▸ **INPUT DATA**:
★ ★ ★ ★ ★ ★ ★

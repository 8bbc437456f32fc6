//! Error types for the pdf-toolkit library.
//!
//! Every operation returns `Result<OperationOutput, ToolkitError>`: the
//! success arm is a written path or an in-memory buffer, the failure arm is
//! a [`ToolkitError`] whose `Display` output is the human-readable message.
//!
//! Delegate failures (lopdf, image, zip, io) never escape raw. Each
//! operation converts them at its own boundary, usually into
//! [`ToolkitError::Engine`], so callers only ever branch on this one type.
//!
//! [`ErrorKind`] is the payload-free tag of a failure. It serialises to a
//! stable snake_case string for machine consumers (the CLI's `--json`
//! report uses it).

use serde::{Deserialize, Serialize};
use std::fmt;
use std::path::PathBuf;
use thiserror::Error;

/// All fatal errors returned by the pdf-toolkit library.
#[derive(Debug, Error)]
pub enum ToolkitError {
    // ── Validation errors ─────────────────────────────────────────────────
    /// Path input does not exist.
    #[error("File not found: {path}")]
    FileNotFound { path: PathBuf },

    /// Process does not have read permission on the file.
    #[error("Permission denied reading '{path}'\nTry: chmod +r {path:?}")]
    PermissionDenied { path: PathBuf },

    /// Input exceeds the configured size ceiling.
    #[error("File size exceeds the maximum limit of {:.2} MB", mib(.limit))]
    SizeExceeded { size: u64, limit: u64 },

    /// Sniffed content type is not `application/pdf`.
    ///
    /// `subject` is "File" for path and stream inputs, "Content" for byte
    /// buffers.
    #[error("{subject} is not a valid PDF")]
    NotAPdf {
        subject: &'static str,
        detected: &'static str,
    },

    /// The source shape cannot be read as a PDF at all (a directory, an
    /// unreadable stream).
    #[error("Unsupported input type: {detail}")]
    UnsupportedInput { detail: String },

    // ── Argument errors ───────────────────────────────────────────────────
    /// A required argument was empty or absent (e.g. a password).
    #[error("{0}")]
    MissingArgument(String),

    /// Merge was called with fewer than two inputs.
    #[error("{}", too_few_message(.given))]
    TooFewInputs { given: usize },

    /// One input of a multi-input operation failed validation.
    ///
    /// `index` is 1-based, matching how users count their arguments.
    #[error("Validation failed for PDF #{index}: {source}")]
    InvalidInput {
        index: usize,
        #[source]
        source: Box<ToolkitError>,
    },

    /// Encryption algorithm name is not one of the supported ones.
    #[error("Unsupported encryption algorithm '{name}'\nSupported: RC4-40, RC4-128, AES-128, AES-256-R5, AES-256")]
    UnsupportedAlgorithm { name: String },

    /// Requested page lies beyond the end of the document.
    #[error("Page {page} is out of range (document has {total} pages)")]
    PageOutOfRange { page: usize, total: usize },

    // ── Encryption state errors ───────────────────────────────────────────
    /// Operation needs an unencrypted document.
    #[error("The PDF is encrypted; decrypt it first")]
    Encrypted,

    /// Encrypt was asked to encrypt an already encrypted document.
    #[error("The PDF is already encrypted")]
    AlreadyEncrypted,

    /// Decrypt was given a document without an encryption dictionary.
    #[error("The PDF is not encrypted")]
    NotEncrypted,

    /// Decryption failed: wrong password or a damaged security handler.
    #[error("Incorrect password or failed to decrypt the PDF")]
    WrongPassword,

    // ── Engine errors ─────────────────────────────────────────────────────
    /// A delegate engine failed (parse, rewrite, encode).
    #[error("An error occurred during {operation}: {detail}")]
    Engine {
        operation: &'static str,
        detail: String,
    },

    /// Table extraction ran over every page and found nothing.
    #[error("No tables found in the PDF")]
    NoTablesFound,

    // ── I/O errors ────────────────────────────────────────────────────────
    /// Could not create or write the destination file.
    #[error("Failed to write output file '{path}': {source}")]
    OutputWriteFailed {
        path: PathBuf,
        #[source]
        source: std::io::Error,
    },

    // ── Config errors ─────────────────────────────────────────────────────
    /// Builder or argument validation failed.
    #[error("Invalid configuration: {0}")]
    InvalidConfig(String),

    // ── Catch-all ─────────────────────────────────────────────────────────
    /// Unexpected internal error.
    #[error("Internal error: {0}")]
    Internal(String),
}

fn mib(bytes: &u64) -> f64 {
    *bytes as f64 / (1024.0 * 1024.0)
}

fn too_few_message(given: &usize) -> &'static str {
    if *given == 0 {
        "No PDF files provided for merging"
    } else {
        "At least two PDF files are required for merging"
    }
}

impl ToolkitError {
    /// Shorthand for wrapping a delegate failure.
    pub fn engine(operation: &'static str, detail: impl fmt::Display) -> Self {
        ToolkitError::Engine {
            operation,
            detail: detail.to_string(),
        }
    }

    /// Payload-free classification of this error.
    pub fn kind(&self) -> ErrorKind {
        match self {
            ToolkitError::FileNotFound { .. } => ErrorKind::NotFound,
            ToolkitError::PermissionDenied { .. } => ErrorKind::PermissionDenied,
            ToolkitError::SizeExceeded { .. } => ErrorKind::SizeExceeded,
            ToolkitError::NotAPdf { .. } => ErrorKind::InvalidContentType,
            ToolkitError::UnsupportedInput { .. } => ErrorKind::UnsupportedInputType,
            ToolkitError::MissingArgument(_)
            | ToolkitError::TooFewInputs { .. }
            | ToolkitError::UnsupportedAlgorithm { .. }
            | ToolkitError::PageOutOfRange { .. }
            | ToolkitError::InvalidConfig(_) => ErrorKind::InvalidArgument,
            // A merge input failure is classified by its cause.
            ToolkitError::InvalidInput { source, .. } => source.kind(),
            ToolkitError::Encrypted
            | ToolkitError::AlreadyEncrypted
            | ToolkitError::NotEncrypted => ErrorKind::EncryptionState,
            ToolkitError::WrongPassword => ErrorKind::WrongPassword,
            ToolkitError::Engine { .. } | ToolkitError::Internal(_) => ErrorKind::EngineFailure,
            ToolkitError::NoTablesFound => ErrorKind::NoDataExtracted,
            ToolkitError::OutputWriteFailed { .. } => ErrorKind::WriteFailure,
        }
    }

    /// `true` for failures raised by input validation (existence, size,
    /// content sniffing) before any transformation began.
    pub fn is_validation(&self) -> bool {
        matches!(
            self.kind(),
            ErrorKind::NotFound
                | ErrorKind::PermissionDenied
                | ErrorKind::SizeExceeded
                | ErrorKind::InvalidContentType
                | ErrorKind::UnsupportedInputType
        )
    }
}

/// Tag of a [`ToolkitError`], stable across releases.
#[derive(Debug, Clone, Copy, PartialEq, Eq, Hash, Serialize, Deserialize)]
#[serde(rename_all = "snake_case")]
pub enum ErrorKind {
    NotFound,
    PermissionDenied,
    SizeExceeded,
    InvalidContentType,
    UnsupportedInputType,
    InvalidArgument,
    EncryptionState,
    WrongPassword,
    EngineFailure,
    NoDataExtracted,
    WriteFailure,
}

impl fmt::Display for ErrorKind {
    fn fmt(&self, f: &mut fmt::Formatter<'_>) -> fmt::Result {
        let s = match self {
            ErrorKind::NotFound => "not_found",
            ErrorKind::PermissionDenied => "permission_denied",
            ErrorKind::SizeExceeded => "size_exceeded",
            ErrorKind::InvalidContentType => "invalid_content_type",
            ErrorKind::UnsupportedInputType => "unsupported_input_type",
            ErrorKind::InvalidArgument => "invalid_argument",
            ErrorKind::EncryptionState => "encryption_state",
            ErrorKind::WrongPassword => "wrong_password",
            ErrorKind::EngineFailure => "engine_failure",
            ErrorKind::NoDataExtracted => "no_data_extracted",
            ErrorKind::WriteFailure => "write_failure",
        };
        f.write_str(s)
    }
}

★ ★ ★ ★ ★ ★ ★

▸ **WHAT IS NEEDED**:
Word for word, repeat every line of the data.

▸ **TASK OUTPUT**:
repository 8bbc437456f32fc6
//! Error types for the pdf-toolkit library.
//!
//! Every operation returns `Result<OperationOutput, ToolkitError>`: the
//! success arm is a written path or an in-memory buffer, the failure arm is
//! a [`ToolkitError`] whose `Display` output is the human-readable message.
//!
//! Delegate failures (lopdf, image, zip, io) never escape raw. Each
//! operation converts them at its own boundary, usually into
//! [`ToolkitError::Engine`], so callers only ever branch on this one type.
//!
//! [`ErrorKind`] is the payload-free tag of a failure. It serialises to a
//! stable snake_case string for machine consumers (the CLI's `--json`
//! report uses it).

use serde::{Deserialize, Serialize};
use std::fmt;
use std::path::PathBuf;
use thiserror::Error;

/// All fatal errors returned by the pdf-toolkit library.
#[derive(Debug, Error)]
pub enum ToolkitError {
    // ── Validation errors ─────────────────────────────────────────────────
    /// Path input does not exist.
    #[error("File not found: {path}")]
    FileNotFound { path: PathBuf },

    /// Process does not have read permission on the file.
    #[error("Permission denied reading '{path}'\nTry: chmod +r {path:?}")]
    PermissionDenied { path: PathBuf },

    /// Input exceeds the configured size ceiling.
    #[error("File size exceeds the maximum limit of {:.2} MB", mib(.limit))]
    SizeExceeded { size: u64, limit: u64 },

    /// Sniffed content type is not `application/pdf`.
    ///
    /// `subject` is "File" for path and stream inputs, "Content" for byte
    /// buffers.
    #[error("{subject} is not a valid PDF")]
    NotAPdf {
        subject: &'static str,
        detected: &'static str,
    },

    /// The source shape cannot be read as a PDF at all (a directory, an
    /// unreadable stream).
    #[error("Unsupported input type: {detail}")]
    UnsupportedInput { detail: String },

    // ── Argument errors ───────────────────────────────────────────────────
    /// A required argument was empty or absent (e.g. a password).
    #[error("{0}")]
    MissingArgument(String),

    /// Merge was called with fewer than two inputs.
    #[error("{}", too_few_message(.given))]
    TooFewInputs { given: usize },

    /// One input of a multi-input operation failed validation.
    ///
    /// `index` is 1-based, matching how users count their arguments.
    #[error("Validation failed for PDF #{index}: {source}")]
    InvalidInput {
        index: usize,
        #[source]
        source: Box<ToolkitError>,
    },

    /// Encryption algorithm name is not one of the supported ones.
    #[error("Unsupported encryption algorithm '{name}'\nSupported: RC4-40, RC4-128, AES-128, AES-256-R5, AES-256")]
    UnsupportedAlgorithm { name: String },

    /// Requested page lies beyond the end of the document.
    #[error("Page {page} is out of range (document has {total} pages)")]
    PageOutOfRange { page: usize, total: usize },

    // ── Encryption state errors ───────────────────────────────────────────
    /// Operation needs an unencrypted document.
    #[error("The PDF is encrypted; decrypt it first")]
    Encrypted,

    /// Encrypt was asked to encrypt an already encrypted document.
    #[error("The PDF is already encrypted")]
    AlreadyEncrypted,

    /// Decrypt was given a document without an encryption dictionary.
    #[error("The PDF is not encrypted")]
    NotEncrypted,

    /// Decryption failed: wrong password or a damaged security handler.
    #[error("Incorrect password or failed to decrypt the PDF")]
    WrongPassword,

    // ── Engine errors ─────────────────────────────────────────────────────
    /// A delegate engine failed (parse, rewrite, encode).
    #[error("An error occurred during {operation}: {detail}")]
    Engine {
        operation: &'static str,
        detail: String,
    },

    /// Table extraction ran over every page and found nothing.
    #[error("No tables found in the PDF")]
    NoTablesFound,

    // ── I/O errors ────────────────────────────────────────────────────────
    /// Could not create or write the destination file.
    #[error("Failed to write output file '{path}': {source}")]
    OutputWriteFailed {
        path: PathBuf,
        #[source]
        source: std::io::Error,
    },

    // ── Config errors ─────────────────────────────────────────────────────
    /// Builder or argument validation failed.
    #[error("Invalid configuration: {0}")]
    InvalidConfig(String),

    // ── Catch-all ─────────────────────────────────────────────────────────
    /// Unexpected internal error.
    #[error("Internal error: {0}")]
    Internal(String),
}

fn mib(bytes: &u64) -> f64 {
    *bytes as f64 / (1024.0 * 1024.0)
}

fn too_few_message(given: &usize) -> &'static str {
    if *given == 0 {
        "No PDF files provided for merging"
    } else {
        "At least two PDF files are required for merging"
    }
}

impl ToolkitError {
    /// Shorthand for wrapping a delegate failure.
    pub fn engine(operation: &'static str, detail: impl fmt::Display) -> Self {
        ToolkitError::Engine {
            operation,
            detail: detail.to_string(),
        }
    }

    /// Payload-free classification of this error.
    pub fn kind(&self) -> ErrorKind {
        match self {
            ToolkitError::FileNotFound { .. } => ErrorKind::NotFound,
            ToolkitError::PermissionDenied { .. } => ErrorKind::PermissionDenied,
            ToolkitError::SizeExceeded { .. } => ErrorKind::SizeExceeded,
            ToolkitError::NotAPdf { .. } => ErrorKind::InvalidContentType,
            ToolkitError::UnsupportedInput { .. } => ErrorKind::UnsupportedInputType,
            ToolkitError::MissingArgument(_)
            | ToolkitError::TooFewInputs { .. }
            | ToolkitError::UnsupportedAlgorithm { .. }
            | ToolkitError::PageOutOfRange { .. }
            | ToolkitError::InvalidConfig(_) => ErrorKind::InvalidArgument,
            // A merge input failure is classified by its cause.
            ToolkitError::InvalidInput { source, .. } => source.kind(),
            ToolkitError::Encrypted
            | ToolkitError::AlreadyEncrypted
            | ToolkitError::NotEncrypted => ErrorKind::EncryptionState,
            ToolkitError::WrongPassword => ErrorKind::WrongPassword,
            ToolkitError::Engine { .. } | ToolkitError::Internal(_) => ErrorKind::EngineFailure,
            ToolkitError::NoTablesFound => ErrorKind::NoDataExtracted,
            ToolkitError::OutputWriteFailed { .. } => ErrorKind::WriteFailure,
        }
    }

    /// `true` for failures raised by input validation (existence, size,
    /// content sniffing) before any transformation began.
    pub fn is_validation(&self) -> bool {
        matches!(
            self.kind(),
            ErrorKind::NotFound
                | ErrorKind::PermissionDenied
                | ErrorKind::SizeExceeded
                | ErrorKind::InvalidContentType
                | ErrorKind::UnsupportedInputType
        )
    }
}

/// Tag of a [`ToolkitError`], stable across releases.
#[derive(Debug, Clone, Copy, PartialEq, Eq, Hash, Serialize, Deserialize)]
#[serde(rename_all = "snake_case")]
pub enum ErrorKind {
    NotFound,
    PermissionDenied,
    SizeExceeded,
    InvalidContentType,
    UnsupportedInputType,
    InvalidArgument,
    EncryptionState,
    WrongPassword,
    EngineFailure,
    NoDataExtracted,
    WriteFailure,
}

impl fmt::Display for ErrorKind {
    fn fmt(&self, f: &mut fmt::Formatter<'_>) -> fmt::Result {
        let s = match self {
            ErrorKind::NotFound => "not_found",
            ErrorKind::PermissionDenied => "permission_denied",
            ErrorKind::SizeExceeded => "size_exceeded",
            ErrorKind::InvalidContentType => "invalid_content_type",
            ErrorKind::UnsupportedInputType => "unsupported_input_type",
            ErrorKind::InvalidArgument => "invalid_argument",
            ErrorKind::EncryptionState => "encryption_state",
            ErrorKind::WrongPassword => "wrong_password",
            ErrorKind::EngineFailure => "engine_failure",
            ErrorKind::NoDataExtracted => "no_data_extracted",
            ErrorKind::WriteFailure => "write_failure",
        };
        f.write_str(s)
    }
}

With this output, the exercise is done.